• **ASSIGNED TASK**: Copy all lines containing the string "that" from the records below.

• **Stored items**:
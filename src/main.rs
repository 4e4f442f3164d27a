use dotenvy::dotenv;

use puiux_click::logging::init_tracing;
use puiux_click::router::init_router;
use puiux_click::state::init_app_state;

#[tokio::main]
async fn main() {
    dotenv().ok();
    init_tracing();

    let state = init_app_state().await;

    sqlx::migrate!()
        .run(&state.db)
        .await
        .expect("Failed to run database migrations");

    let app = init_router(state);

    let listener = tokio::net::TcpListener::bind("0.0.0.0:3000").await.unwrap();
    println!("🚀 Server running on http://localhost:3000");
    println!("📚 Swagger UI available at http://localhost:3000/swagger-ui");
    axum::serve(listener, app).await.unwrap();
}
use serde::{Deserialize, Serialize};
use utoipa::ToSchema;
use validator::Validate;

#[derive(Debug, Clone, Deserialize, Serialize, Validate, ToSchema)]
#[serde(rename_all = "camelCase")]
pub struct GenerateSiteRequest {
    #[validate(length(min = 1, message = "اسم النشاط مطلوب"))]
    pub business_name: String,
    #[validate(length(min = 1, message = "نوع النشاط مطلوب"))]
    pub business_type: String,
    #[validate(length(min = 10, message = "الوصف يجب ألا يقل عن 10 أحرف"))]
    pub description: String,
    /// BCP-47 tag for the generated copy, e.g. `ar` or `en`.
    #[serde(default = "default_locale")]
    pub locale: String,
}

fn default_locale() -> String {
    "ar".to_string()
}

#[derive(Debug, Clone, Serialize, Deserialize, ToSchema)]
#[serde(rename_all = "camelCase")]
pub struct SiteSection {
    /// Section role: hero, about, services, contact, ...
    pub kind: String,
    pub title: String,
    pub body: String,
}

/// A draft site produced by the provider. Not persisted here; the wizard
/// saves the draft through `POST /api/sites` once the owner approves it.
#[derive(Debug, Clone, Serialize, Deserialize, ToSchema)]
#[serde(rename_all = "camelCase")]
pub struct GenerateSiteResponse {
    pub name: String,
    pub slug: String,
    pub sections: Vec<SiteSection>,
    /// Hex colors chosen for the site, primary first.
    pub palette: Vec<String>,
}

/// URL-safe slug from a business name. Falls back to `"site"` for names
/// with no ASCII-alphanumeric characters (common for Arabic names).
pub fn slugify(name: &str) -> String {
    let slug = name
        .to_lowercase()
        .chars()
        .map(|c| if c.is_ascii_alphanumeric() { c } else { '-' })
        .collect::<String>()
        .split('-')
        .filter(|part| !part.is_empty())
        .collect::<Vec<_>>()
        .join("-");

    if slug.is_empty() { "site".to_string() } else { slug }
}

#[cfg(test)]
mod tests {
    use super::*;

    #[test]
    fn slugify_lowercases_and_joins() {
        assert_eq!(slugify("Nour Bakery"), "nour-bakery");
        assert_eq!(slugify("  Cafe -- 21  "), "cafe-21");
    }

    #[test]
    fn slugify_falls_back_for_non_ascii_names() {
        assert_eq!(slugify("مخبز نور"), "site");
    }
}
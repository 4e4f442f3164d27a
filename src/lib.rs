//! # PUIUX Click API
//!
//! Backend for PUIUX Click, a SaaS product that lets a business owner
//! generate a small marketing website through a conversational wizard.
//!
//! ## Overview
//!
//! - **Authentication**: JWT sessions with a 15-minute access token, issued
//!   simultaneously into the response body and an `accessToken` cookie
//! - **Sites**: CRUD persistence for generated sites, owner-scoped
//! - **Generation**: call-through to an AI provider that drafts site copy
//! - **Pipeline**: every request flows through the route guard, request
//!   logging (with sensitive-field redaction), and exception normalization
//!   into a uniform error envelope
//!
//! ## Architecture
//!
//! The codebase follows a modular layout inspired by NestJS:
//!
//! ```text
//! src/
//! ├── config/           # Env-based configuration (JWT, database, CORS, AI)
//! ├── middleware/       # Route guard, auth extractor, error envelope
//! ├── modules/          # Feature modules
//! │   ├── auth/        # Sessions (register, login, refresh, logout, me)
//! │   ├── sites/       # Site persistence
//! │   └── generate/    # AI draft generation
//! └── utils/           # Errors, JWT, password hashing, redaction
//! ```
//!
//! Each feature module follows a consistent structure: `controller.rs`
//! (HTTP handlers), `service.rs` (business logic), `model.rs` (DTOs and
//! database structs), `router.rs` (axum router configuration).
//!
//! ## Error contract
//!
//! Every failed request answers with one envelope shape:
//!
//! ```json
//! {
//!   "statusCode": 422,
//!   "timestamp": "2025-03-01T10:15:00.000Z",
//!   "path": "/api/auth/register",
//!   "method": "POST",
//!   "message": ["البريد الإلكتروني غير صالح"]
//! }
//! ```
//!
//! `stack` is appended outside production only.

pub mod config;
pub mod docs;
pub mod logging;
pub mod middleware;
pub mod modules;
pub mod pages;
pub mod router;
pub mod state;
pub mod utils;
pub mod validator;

• **COMPLETED EXERCISE**:
//! Backend for PUIUX Click, a SaaS product that lets a business owner
//! - **Generation**: call-through to an AI provider that drafts site copy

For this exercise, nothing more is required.